By May 7, yet another Twitter user racked up nearly 8 million views when he made his own Gonster. At this point, the two-part pint had transcended mere novelty, morphing into a full-blown internet sensation. It had been immortalized in furry anime form, caused people to cast aspersions toward goths and emos, and been taste tested in countless videos (many people liked it!).

And yet, I was surprised to discover that the Gonster/Billie Irish dates back much further than this recent trend.

Tell You What…

It’s hard to pinpoint a Gonster Zero for who first made the drink, but plenty of people online want the valor (without necessarily offering any proof).

“Somebody posted this on Reddit and Twitter and now it’s going viral. But this is nothing new,” posted Facebook user Morgan LaFae while sharing the same image that took social media by storm in late April. “This is a local Florida thing. I thought we made it up years ago but I guess now it’s a thing.”

The 'Gonster' is a combination of Guinness and Monster Energy that's recently gone viral on social media.
Credit: Gabrielle Johnson

I’m not sure that’s the case, however.

Patel claims he has been making various Guinness and Monster combinations since 2021, though he never named them.

“I did it purely because of my love of both drinks …. just did it out of curiosity,” he says. Patel now makes the Gonster on every St. Patrick’s Day. “I never thought it would spiral like it has!”

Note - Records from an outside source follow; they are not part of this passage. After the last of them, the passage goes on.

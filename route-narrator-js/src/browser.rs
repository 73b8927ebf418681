//! Browser implementations of the engine's capabilities.

use std::cell::Cell;
use std::collections::HashMap;
use std::rc::Rc;

use log::warn;
use wasm_bindgen::prelude::*;
use wasm_bindgen::JsCast;

use route_narrator::store::{Slot, StoreError};
use route_narrator::{
    Capability, Clock, Geolocation, NavError, Position, Speech, UserPrompt, WatchId,
};

use crate::{pump, Host};

pub struct BrowserClock;

impl Clock for BrowserClock {
    fn now_ms(&self) -> u64 {
        js_sys::Date::now() as u64
    }
}

pub struct BrowserSpeech {
    synth: web_sys::SpeechSynthesis,
    lang: String,
}

impl BrowserSpeech {
    pub fn detect(window: &web_sys::Window, lang: &str) -> Option<BrowserSpeech> {
        let synth = window.speech_synthesis().ok()?;
        Some(BrowserSpeech {
            synth,
            lang: lang.to_string(),
        })
    }
}

impl Speech for BrowserSpeech {
    fn speak(&mut self, text: &str) {
        match web_sys::SpeechSynthesisUtterance::new_with_text(text) {
            Ok(utterance) => {
                utterance.set_lang(&self.lang);
                utterance.set_rate(1.0);
                utterance.set_pitch(1.0);
                self.synth.speak(&utterance);
            }
            Err(err) => {
                warn!("Couldn't speak {text:?}: {err:?}");
            }
        }
    }

    fn stop(&mut self) {
        self.synth.cancel();
    }

    fn pause(&mut self) {
        self.synth.pause();
    }

    fn resume(&mut self) {
        self.synth.resume();
    }
}

pub struct BrowserGeolocation {
    geolocation: web_sys::Geolocation,
    host: Host,
    // Closures have to outlive the watch they were registered for
    callbacks: HashMap<i32, Closure<dyn FnMut(JsValue)>>,
}

impl BrowserGeolocation {
    pub fn detect(window: &web_sys::Window, host: Host) -> Option<BrowserGeolocation> {
        let geolocation = window.navigator().geolocation().ok()?;
        Some(BrowserGeolocation {
            geolocation,
            host,
            callbacks: HashMap::new(),
        })
    }
}

impl Geolocation for BrowserGeolocation {
    fn watch(&mut self) -> Result<WatchId, NavError> {
        let host = self.host.clone();
        // The browser assigns the id only after the callback is registered
        let id_cell = Rc::new(Cell::new(-1));
        let id_for_callback = id_cell.clone();

        let callback = Closure::wrap(Box::new(move |raw: JsValue| {
            let Some(position) = parse_position(&raw) else {
                warn!("Ignoring a position update without coordinates");
                return;
            };
            let Some(engine) = host.engine.upgrade() else {
                return;
            };
            engine
                .borrow_mut()
                .on_position(WatchId(id_for_callback.get()), position);
            pump(&host);
        }) as Box<dyn FnMut(JsValue)>);

        let id = self
            .geolocation
            .watch_position(callback.as_ref().unchecked_ref())
            .map_err(|err| {
                warn!("watchPosition failed: {err:?}");
                NavError::UnsupportedCapability(Capability::Geolocation)
            })?;
        id_cell.set(id);
        self.callbacks.insert(id, callback);
        Ok(WatchId(id))
    }

    fn clear_watch(&mut self, id: WatchId) {
        self.geolocation.clear_watch(id.0);
        self.callbacks.remove(&id.0);
    }
}

fn parse_position(raw: &JsValue) -> Option<Position> {
    let coords = js_sys::Reflect::get(raw, &"coords".into()).ok()?;
    let number = |obj: &JsValue, key: &str| {
        js_sys::Reflect::get(obj, &key.into())
            .ok()
            .and_then(|x| x.as_f64())
    };
    Some(Position {
        lat: number(&coords, "latitude")?,
        lng: number(&coords, "longitude")?,
        accuracy_meters: number(&coords, "accuracy"),
        timestamp_ms: number(raw, "timestamp").unwrap_or_else(js_sys::Date::now) as u64,
    })
}

pub struct BrowserPrompt {
    window: web_sys::Window,
}

impl BrowserPrompt {
    pub fn new(window: web_sys::Window) -> BrowserPrompt {
        BrowserPrompt { window }
    }
}

impl UserPrompt for BrowserPrompt {
    fn ask(&mut self, message: &str) -> Option<String> {
        self.window.prompt_with_message(message).ok().flatten()
    }

    fn confirm(&mut self, message: &str) -> bool {
        self.window.confirm_with_message(message).unwrap_or(false)
    }

    fn alert(&mut self, message: &str) {
        if let Err(err) = self.window.alert_with_message(message) {
            warn!("alert failed: {err:?}");
        }
    }
}

/// One localStorage key.
pub struct LocalStorageSlot {
    storage: web_sys::Storage,
    key: String,
}

impl LocalStorageSlot {
    pub fn detect(window: &web_sys::Window, key: &str) -> Option<LocalStorageSlot> {
        let storage = window.local_storage().ok()??;
        Some(LocalStorageSlot {
            storage,
            key: key.to_string(),
        })
    }
}

impl Slot for LocalStorageSlot {
    fn read(&self) -> Result<Option<String>, StoreError> {
        self.storage
            .get_item(&self.key)
            .map_err(|err| StoreError::Unavailable(format!("{err:?}")))
    }

    fn write(&mut self, value: &str) -> Result<(), StoreError> {
        self.storage
            .set_item(&self.key, value)
            .map_err(|err| StoreError::Unavailable(format!("{err:?}")))
    }
}
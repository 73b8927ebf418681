//! Everything the engine needs from its host. Browsers back these with web APIs, the CLI with
//! the terminal and filesystem, and tests with fakes.

use crate::error::NavError;
use crate::store::RouteStore;

pub trait Clock {
    /// Milliseconds since the Unix epoch.
    fn now_ms(&self) -> u64;
}

/// Speech synthesis, with a fixed locale, rate and pitch.
pub trait Speech {
    fn speak(&mut self, text: &str);
    fn stop(&mut self);
    fn pause(&mut self);
    fn resume(&mut self);
}

#[derive(Clone, Copy, PartialEq, Eq, Hash, Debug)]
pub struct WatchId(pub i32);

/// A source of continuous position updates. The host delivers each update to
/// `NavigationEngine::on_position` along with the `WatchId` it belongs to.
pub trait Geolocation {
    fn watch(&mut self) -> Result<WatchId, NavError>;
    fn clear_watch(&mut self, id: WatchId);
}

/// Blocking dialogs: the name prompt on save, the confirmation on delete, and notices.
pub trait UserPrompt {
    fn ask(&mut self, message: &str) -> Option<String>;
    fn confirm(&mut self, message: &str) -> bool;
    fn alert(&mut self, message: &str);
}

/// Speech and geolocation may be missing on some hosts; everything else is required.
pub struct Capabilities {
    pub clock: Box<dyn Clock>,
    pub speech: Option<Box<dyn Speech>>,
    pub geolocation: Option<Box<dyn Geolocation>>,
    pub prompt: Box<dyn UserPrompt>,
    pub store: Box<dyn RouteStore>,
}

As early as 2020, however, well-followed Irish TikToker Daragh Curran began posting his own Guinness and Monster mash-ups. One of the earliest was to celebrate his 100,000th follower, and it garnered over 1 million views. (Today he has over 400,000 followers.)

Curran started his TikTok account earlier in 2020, then going by the screen name @theguinnessguru, and mainly posting his thoughts on his favorite beer. Eventually he started trying out crazier and crazier Black and Tan combinations, his first being a Guinness and WKD Blue, a U.K.-based alcopop. He would try Guinness and Smirnoff Ice (“Not bad!”), Guinness and Irn Bru (“Tell you what…”), and, of course, Guinness and Red Bull (“Safely say that’s by far the worst one we’ve had, lads.”). He next tried his first Guinness and Monster, in September 2020, and thought it was only marginally better.

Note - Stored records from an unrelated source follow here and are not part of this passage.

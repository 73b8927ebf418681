mod browser;

use std::cell::{Cell, RefCell};
use std::rc::{Rc, Weak};
use std::sync::Once;

use log::{debug, info, warn};
use serde::Serialize;
use wasm_bindgen::prelude::*;
use wasm_bindgen::JsCast;

use route_narrator::store::{MemorySlot, SlotStore, ROUTES_SLOT};
use route_narrator::{
    Capabilities, Geolocation, NarrationTimer, NavConfig, NavError, NavigationEngine,
    RouteResolver, RouteStore, SessionState, Speech, Waypoint,
};

use crate::browser::{
    BrowserClock, BrowserGeolocation, BrowserPrompt, BrowserSpeech, LocalStorageSlot,
};

static START: Once = Once::new();

/// Everything asynchronous callbacks need to get back into the engine.
#[derive(Clone)]
pub(crate) struct Host {
    engine: Weak<RefCell<NavigationEngine>>,
    resolver: RouteResolver,
    on_change: Rc<RefCell<Option<js_sys::Function>>>,
    // The narration timer already handed to setTimeout
    scheduled: Rc<Cell<Option<NarrationTimer>>>,
}

#[wasm_bindgen]
pub struct JsNavigator {
    engine: Rc<RefCell<NavigationEngine>>,
    host: Host,
}

#[derive(Serialize)]
struct Status {
    mode: &'static str,
    route_name: Option<String>,
    num_waypoints: usize,
    num_instructions: usize,
    tracking: bool,
    create_panel_open: bool,
    load_panel_open: bool,
}

#[derive(Serialize)]
struct MapView<'a> {
    center: [f64; 2],
    zoom: u8,
    tile_api: &'a str,
}

#[wasm_bindgen]
impl JsNavigator {
    /// `config` is optional; see `NavConfig` for the fields.
    #[wasm_bindgen(constructor)]
    pub fn new(config: JsValue) -> Result<JsNavigator, JsValue> {
        START.call_once(|| {
            // Panics shouldn't happen, but if they do, console.log them.
            console_error_panic_hook::set_once();
            console_log::init_with_level(log::Level::Info).unwrap();
        });

        let config: NavConfig = if config.is_undefined() || config.is_null() {
            NavConfig::default()
        } else {
            serde_wasm_bindgen::from_value(config).map_err(err_to_js)?
        };
        let window = web_sys::window().ok_or_else(|| JsValue::from_str("No window"))?;
        let resolver = RouteResolver::new(&config.route_api);
        let on_change = Rc::new(RefCell::new(None));
        let scheduled = Rc::new(Cell::new(None));

        let engine = Rc::new_cyclic(|weak: &Weak<RefCell<NavigationEngine>>| {
            let host = Host {
                engine: weak.clone(),
                resolver: resolver.clone(),
                on_change: on_change.clone(),
                scheduled: scheduled.clone(),
            };
            let speech = BrowserSpeech::detect(&window, &config.speech_lang)
                .map(|x| Box::new(x) as Box<dyn Speech>);
            let geolocation = BrowserGeolocation::detect(&window, host)
                .map(|x| Box::new(x) as Box<dyn Geolocation>);
            let store: Box<dyn RouteStore> = match LocalStorageSlot::detect(&window, ROUTES_SLOT) {
                Some(slot) => Box::new(SlotStore::new(slot)),
                None => {
                    warn!("localStorage isn't available, routes won't survive a reload");
                    Box::new(SlotStore::new(MemorySlot::new()))
                }
            };
            RefCell::new(NavigationEngine::new(
                config.clone(),
                Capabilities {
                    clock: Box::new(BrowserClock),
                    speech,
                    geolocation,
                    prompt: Box::new(BrowserPrompt::new(window.clone())),
                    store,
                },
            ))
        });
        info!("Navigator ready, routing through {}", config.route_api);

        let host = Host {
            engine: Rc::downgrade(&engine),
            resolver,
            on_change,
            scheduled,
        };
        Ok(JsNavigator { engine, host })
    }

    /// `callback` runs whenever something changes asynchronously, like a route resolving. The
    /// caller should redraw.
    #[wasm_bindgen(js_name = setOnChange)]
    pub fn set_on_change(&mut self, callback: js_sys::Function) {
        *self.host.on_change.borrow_mut() = Some(callback);
    }

    #[wasm_bindgen(js_name = mapView)]
    pub fn map_view(&self) -> Result<JsValue, JsValue> {
        let engine = self.engine.borrow();
        let config = engine.config();
        serde_wasm_bindgen::to_value(&MapView {
            center: config.map_center,
            zoom: config.map_zoom,
            tile_api: &config.tile_api,
        })
        .map_err(err_to_js)
    }

    pub fn status(&self) -> Result<JsValue, JsValue> {
        let engine = self.engine.borrow();
        let state = engine.state();
        let route_name = match state {
            SessionState::Idle => None,
            SessionState::Creating(draft) => Some(draft.name.clone()),
            SessionState::Selected { route, .. } | SessionState::Journeying { route, .. } => {
                Some(route.name.clone())
            }
        };
        let panels = engine.panels();
        serde_wasm_bindgen::to_value(&Status {
            mode: match state {
                SessionState::Idle => "idle",
                SessionState::Creating(_) => "creating",
                SessionState::Selected { .. } => "selected",
                SessionState::Journeying { .. } => "journeying",
            },
            route_name,
            num_waypoints: state.waypoints().len(),
            num_instructions: state.path().map(|p| p.instructions.len()).unwrap_or(0),
            tracking: engine.is_tracking(),
            create_panel_open: panels.create_open,
            load_panel_open: panels.load_open,
        })
        .map_err(err_to_js)
    }

    #[wasm_bindgen(js_name = savedRoutes)]
    pub fn saved_routes(&self) -> Result<JsValue, JsValue> {
        serde_wasm_bindgen::to_value(self.engine.borrow().saved_routes()).map_err(err_to_js)
    }

    #[wasm_bindgen(js_name = renderGeojson)]
    pub fn render_geojson(&self) -> String {
        self.engine.borrow().render_geojson()
    }

    #[wasm_bindgen(js_name = toFinalFeature)]
    pub fn to_final_feature(&self) -> Option<String> {
        self.engine.borrow().to_final_feature()
    }

    #[wasm_bindgen(js_name = toggleCreatePanel)]
    pub fn toggle_create_panel(&mut self) {
        self.engine.borrow_mut().toggle_create_panel();
    }

    #[wasm_bindgen(js_name = toggleLoadPanel)]
    pub fn toggle_load_panel(&mut self) {
        self.engine.borrow_mut().toggle_load_panel();
    }

    #[wasm_bindgen(js_name = startRouteCreation)]
    pub fn start_route_creation(&mut self) -> Result<(), JsValue> {
        let result = self.engine.borrow_mut().start_route_creation();
        self.finish(result)
    }

    /// Map clicks. Only does something while creating a route.
    #[wasm_bindgen(js_name = onClick)]
    pub fn on_click(&mut self, lat: f64, lng: f64) -> Result<(), JsValue> {
        let Some(waypt) = Waypoint::new(lat, lng) else {
            return Err(JsValue::from_str("Waypoint coordinates must be finite"));
        };
        let result = self.engine.borrow_mut().add_waypoint(waypt);
        self.finish(result)
    }

    #[wasm_bindgen(js_name = cancelRouteCreation)]
    pub fn cancel_route_creation(&mut self) -> Result<(), JsValue> {
        let result = self.engine.borrow_mut().cancel_route_creation();
        self.finish(result)
    }

    #[wasm_bindgen(js_name = saveRoute)]
    pub fn save_route(&mut self) -> Result<(), JsValue> {
        let result = self.engine.borrow_mut().save_route();
        self.finish(result)
    }

    #[wasm_bindgen(js_name = loadRoute)]
    pub fn load_route(&mut self, id: f64) -> Result<(), JsValue> {
        let result = self.engine.borrow_mut().load_route(id as i64);
        self.finish(result)
    }

    #[wasm_bindgen(js_name = deleteRoute)]
    pub fn delete_route(&mut self, id: f64) -> Result<bool, JsValue> {
        let result = self.engine.borrow_mut().delete_route(id as i64);
        result.map_err(err_to_js)
    }

    #[wasm_bindgen(js_name = startJourney)]
    pub fn start_journey(&mut self) -> Result<(), JsValue> {
        let result = self.engine.borrow_mut().start_journey();
        self.finish(result)
    }

    #[wasm_bindgen(js_name = stopJourney)]
    pub fn stop_journey(&mut self) -> Result<(), JsValue> {
        let result = self.engine.borrow_mut().stop_journey();
        self.finish(result)
    }

    #[wasm_bindgen(js_name = sendSos)]
    pub fn send_sos(&mut self) {
        self.engine.borrow_mut().send_sos();
    }

    #[wasm_bindgen(js_name = pauseSpeech)]
    pub fn pause_speech(&mut self) {
        self.engine.borrow_mut().pause_speech();
    }

    #[wasm_bindgen(js_name = resumeSpeech)]
    pub fn resume_speech(&mut self) {
        self.engine.borrow_mut().resume_speech();
    }
}

impl JsNavigator {
    // Starts whatever the action queued up, and decides which errors the page needs to see.
    // Rate limiting and validation have already been logged or shown to the user.
    fn finish(&self, result: Result<(), NavError>) -> Result<(), JsValue> {
        pump(&self.host);
        match result {
            Ok(()) => Ok(()),
            Err(NavError::RateLimited | NavError::ValidationFailed(_)) => Ok(()),
            Err(NavError::InvalidTransition(err)) => {
                debug!("{err}");
                Ok(())
            }
            Err(err) => Err(err_to_js(err)),
        }
    }
}

/// Starts queued resolutions and schedules the next narration emission.
pub(crate) fn pump(host: &Host) {
    let Some(engine) = host.engine.upgrade() else {
        return;
    };
    let (requests, timer) = {
        let mut engine = engine.borrow_mut();
        (engine.take_resolve_requests(), engine.narration_timer())
    };

    for req in requests {
        let host = host.clone();
        wasm_bindgen_futures::spawn_local(async move {
            let result = host.resolver.resolve(&req.waypoints).await;
            let Some(engine) = host.engine.upgrade() else {
                return;
            };
            let outcome = engine.borrow_mut().complete_resolution(req.seq, result);
            if let Err(err) = outcome {
                warn!("{err}");
            }
            pump(&host);
            notify(&host);
        });
    }

    if let Some(timer) = timer {
        if host.scheduled.get() != Some(timer) {
            host.scheduled.set(Some(timer));
            schedule_narration(host, timer);
        }
    }
}

fn schedule_narration(host: &Host, timer: NarrationTimer) {
    let Some(window) = web_sys::window() else {
        return;
    };
    let delay = timer
        .due_at_ms
        .saturating_sub(js_sys::Date::now() as u64)
        .min(i32::MAX as u64) as i32;
    let host = host.clone();
    let callback = Closure::once_into_js(move || {
        let Some(engine) = host.engine.upgrade() else {
            return;
        };
        engine.borrow_mut().fire_narration(timer);
        pump(&host);
    });
    if let Err(err) = window
        .set_timeout_with_callback_and_timeout_and_arguments_0(callback.unchecked_ref(), delay)
    {
        warn!("Couldn't schedule narration: {err:?}");
    }
}

fn notify(host: &Host) {
    if let Some(callback) = host.on_change.borrow().as_ref() {
        if let Err(err) = callback.call0(&JsValue::NULL) {
            warn!("onChange callback failed: {err:?}");
        }
    }
}

fn err_to_js<E: std::fmt::Display>(err: E) -> JsValue {
    JsValue::from_str(&err.to_string())
}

After a few other attempts — Guinness and Capri Sun, Guinness and Fanta — Curran returned to Monster, mixing Guinness and the energy drink’s Pipeline Punch. He actually liked that one and would continue to make more and more Gonster variants over the next several months as his online following grew. By late 2020, quite a few other Irish and U.K.-based TikTokers began copying him, though none seemed to use the Gonster or Billie Irish nomenclature just yet.

A Gonster Summer

We may never know who was the first to make Gonster, a.k.a. the Billie Irish, nor who was the first to coin the names — and I’m not sure that matters or is the point. Like rum and Coke or gin and tonic, certain flavor combinations naturally find each other and it’s certainly possible the Gonster could have been independently discovered, and named, in Ireland, Florida, or at Patel’s convenience store in a small 9,000-person English village.

What matters more is that, after a few false starts over the last few years, the drink finally entered the internet firmament this spring and is now headed toward the mainstream this summer. In fact, could this possibly become the vaunted “drink of the summer”?

If that occurs, unlike previous “drinks of the summer,” 2024’s will not be one that has been Astroturfed on the internet by liquor brands (see: Aperol Spritz), publicists (see: the Espresso Martini), or celebrities (see: the Negroni Sbagliato). It will be a drink of the summer that was started organically and that people are now making because they actually enjoy it.

Or maybe they, too, just want to go viral online.